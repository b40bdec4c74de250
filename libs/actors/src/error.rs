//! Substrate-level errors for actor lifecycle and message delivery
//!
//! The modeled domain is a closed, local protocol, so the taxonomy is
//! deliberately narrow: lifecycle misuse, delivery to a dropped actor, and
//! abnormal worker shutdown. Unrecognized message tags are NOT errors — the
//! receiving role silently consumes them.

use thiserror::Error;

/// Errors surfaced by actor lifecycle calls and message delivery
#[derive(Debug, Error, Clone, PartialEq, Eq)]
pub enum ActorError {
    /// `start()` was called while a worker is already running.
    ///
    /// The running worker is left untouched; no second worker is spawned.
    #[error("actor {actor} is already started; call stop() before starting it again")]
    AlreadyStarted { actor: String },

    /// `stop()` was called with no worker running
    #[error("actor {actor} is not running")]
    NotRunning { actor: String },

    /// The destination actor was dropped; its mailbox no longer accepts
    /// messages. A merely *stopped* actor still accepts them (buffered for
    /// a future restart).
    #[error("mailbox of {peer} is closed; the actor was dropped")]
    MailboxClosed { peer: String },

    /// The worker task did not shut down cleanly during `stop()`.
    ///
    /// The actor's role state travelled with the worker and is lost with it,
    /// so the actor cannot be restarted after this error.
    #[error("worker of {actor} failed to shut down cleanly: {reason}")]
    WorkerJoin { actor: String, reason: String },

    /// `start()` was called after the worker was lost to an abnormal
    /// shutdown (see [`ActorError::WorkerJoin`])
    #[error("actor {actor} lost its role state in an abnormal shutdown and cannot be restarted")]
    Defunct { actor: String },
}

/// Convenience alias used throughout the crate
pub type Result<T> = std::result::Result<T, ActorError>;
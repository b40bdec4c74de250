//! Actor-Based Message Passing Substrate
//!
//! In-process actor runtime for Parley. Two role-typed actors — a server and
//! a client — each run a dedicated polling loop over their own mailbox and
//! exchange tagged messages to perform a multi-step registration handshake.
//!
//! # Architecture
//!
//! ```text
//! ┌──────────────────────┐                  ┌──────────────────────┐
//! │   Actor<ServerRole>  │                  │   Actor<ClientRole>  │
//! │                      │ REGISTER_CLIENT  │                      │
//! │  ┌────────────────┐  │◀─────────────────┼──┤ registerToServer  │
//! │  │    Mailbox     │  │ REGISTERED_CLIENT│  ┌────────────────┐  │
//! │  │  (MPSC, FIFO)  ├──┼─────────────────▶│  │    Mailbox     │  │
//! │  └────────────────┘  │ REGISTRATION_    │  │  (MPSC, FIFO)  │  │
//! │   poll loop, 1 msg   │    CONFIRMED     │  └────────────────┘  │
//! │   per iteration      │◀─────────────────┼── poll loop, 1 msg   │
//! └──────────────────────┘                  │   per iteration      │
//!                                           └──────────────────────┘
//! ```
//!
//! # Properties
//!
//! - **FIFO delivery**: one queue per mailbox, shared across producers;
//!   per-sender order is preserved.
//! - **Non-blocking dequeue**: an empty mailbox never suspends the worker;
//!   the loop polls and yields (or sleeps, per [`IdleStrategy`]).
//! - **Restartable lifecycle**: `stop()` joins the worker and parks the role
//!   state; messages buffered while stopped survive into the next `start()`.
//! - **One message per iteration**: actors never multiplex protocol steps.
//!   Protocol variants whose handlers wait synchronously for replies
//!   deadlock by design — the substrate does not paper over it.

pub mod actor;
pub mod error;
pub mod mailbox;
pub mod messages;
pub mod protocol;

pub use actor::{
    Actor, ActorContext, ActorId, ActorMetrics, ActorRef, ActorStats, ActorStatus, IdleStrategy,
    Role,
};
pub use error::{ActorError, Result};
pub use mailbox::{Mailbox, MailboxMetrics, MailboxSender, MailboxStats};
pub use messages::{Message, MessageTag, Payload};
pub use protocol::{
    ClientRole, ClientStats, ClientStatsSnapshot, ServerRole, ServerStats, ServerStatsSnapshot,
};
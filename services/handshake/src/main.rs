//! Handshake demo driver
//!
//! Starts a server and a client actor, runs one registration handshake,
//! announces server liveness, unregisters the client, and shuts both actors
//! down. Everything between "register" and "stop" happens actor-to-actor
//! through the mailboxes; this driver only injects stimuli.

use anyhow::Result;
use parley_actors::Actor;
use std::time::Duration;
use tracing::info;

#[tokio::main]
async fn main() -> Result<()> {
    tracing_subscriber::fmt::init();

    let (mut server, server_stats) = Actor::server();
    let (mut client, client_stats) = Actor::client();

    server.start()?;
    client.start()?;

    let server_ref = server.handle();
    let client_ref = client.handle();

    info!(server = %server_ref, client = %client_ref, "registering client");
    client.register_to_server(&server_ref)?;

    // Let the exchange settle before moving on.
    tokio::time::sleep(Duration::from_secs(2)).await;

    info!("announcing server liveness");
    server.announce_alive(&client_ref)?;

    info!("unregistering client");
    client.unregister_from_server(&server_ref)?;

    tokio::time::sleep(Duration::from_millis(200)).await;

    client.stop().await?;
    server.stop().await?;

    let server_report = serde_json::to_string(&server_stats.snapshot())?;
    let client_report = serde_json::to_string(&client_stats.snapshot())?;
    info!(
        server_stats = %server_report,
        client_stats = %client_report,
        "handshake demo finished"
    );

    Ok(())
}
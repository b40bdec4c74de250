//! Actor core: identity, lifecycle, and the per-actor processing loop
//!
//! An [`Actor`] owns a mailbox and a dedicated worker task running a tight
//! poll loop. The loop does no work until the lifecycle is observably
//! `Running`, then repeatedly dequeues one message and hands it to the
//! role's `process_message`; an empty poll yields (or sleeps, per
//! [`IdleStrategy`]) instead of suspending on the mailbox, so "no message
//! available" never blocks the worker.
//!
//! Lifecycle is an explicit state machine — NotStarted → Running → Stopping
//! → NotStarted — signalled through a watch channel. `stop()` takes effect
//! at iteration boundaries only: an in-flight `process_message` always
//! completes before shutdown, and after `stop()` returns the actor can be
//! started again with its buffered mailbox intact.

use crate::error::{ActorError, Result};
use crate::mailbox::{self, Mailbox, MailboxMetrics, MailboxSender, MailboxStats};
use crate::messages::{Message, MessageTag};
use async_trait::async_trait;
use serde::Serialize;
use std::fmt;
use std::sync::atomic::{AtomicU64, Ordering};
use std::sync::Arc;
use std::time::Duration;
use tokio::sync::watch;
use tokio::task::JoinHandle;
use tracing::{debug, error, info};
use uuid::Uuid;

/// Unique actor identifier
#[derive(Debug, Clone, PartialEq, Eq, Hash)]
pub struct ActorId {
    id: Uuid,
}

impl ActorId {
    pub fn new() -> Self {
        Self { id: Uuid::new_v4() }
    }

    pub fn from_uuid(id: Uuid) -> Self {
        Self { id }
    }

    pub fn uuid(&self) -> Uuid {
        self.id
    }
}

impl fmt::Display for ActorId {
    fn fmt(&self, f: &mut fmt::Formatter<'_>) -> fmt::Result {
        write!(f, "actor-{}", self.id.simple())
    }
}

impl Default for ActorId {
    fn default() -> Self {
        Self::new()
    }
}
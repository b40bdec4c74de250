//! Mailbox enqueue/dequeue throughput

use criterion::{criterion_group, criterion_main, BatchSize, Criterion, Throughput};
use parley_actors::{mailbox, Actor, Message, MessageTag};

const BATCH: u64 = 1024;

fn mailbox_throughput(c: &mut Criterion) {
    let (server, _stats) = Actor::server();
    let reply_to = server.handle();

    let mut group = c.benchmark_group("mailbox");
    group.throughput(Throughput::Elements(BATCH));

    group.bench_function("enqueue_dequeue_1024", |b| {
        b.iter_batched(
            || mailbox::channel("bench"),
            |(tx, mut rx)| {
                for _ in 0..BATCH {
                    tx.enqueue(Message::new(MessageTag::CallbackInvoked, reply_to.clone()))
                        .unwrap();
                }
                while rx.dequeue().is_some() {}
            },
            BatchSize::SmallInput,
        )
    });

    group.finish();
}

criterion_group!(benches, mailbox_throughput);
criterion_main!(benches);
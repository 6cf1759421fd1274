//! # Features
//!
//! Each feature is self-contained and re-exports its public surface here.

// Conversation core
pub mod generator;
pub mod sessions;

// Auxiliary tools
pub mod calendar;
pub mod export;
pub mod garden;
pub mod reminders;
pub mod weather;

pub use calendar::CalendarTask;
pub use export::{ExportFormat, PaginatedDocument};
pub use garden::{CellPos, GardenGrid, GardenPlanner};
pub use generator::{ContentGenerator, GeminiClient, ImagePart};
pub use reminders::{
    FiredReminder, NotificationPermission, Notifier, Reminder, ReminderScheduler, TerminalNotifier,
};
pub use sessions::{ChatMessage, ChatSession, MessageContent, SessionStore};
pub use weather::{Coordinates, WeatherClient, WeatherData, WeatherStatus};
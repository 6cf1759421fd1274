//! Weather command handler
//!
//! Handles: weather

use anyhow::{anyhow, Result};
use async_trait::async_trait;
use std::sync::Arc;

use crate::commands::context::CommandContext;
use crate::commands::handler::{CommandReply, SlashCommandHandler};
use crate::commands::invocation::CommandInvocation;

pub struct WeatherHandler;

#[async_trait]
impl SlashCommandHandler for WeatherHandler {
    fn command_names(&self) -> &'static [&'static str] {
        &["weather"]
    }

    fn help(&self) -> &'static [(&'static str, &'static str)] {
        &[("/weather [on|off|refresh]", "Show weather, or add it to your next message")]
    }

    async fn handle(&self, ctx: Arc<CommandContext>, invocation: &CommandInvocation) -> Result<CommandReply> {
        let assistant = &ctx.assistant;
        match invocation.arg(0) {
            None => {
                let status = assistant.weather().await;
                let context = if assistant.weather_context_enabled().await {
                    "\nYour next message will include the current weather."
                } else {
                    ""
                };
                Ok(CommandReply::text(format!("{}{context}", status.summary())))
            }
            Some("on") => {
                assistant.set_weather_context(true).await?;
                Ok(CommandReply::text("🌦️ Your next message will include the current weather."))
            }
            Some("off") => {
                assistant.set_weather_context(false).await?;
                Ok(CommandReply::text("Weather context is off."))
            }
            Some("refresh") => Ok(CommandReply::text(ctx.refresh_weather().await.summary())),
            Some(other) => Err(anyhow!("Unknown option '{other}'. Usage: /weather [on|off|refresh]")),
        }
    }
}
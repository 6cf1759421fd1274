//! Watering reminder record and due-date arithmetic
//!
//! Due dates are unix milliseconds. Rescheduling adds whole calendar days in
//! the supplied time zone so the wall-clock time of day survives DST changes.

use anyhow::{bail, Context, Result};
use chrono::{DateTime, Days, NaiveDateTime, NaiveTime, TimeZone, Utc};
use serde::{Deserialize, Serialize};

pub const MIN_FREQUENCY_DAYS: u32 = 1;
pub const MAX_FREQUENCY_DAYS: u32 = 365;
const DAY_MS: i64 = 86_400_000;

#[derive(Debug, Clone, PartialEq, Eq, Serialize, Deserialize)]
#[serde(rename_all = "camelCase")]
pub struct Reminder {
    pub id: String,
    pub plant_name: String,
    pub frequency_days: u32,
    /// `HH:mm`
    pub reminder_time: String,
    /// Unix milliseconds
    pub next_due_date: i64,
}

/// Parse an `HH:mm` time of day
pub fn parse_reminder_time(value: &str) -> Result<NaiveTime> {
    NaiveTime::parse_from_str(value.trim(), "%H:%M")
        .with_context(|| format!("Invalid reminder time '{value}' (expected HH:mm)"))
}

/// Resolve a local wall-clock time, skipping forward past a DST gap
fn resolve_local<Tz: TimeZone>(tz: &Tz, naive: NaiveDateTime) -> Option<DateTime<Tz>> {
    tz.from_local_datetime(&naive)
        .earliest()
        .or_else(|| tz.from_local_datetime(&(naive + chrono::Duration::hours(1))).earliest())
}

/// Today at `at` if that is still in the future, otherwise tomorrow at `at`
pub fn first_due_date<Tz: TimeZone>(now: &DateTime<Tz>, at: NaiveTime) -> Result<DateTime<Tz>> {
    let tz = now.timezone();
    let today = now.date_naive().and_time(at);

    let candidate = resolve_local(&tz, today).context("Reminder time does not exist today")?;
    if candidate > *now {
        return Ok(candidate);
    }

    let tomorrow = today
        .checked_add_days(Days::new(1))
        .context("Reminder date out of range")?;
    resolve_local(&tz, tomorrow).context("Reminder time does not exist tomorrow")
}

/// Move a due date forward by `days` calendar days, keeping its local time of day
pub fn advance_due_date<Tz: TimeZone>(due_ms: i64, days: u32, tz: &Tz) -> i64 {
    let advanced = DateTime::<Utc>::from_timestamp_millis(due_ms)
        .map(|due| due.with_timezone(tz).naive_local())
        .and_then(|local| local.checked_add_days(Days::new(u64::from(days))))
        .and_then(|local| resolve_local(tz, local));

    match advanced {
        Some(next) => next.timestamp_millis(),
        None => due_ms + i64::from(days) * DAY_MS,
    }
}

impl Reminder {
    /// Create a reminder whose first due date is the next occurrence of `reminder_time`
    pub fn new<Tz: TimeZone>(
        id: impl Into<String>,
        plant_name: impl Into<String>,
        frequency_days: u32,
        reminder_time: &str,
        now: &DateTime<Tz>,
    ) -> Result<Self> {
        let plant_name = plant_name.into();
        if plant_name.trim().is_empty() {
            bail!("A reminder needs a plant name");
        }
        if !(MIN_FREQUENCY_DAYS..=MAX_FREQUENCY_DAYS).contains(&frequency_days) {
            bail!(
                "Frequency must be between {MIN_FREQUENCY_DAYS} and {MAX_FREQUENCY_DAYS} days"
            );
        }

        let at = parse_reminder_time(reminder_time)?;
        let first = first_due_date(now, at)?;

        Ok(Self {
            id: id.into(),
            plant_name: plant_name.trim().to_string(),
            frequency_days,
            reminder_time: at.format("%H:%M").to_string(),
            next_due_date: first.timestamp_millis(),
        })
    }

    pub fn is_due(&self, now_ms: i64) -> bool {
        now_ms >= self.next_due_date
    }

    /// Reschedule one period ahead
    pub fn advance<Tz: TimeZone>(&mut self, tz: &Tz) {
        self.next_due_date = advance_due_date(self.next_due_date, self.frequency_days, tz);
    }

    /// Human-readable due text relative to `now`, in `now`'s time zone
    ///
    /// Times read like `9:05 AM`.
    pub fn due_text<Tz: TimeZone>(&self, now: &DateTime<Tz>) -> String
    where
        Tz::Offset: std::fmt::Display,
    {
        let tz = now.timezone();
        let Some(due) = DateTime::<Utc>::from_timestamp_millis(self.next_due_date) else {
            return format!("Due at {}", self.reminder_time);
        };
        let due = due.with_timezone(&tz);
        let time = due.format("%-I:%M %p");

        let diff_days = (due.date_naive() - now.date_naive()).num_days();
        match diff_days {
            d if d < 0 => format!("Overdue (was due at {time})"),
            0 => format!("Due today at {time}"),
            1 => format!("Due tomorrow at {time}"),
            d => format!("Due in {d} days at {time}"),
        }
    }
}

★ ★ ★ ★ ★ ★ ★

== TASK TO COMPLETE ==
Looking at the entries above, how many lines contain "CommandInvocation"? State the number and nothing more.

== EXERCISE ANSWER ==
2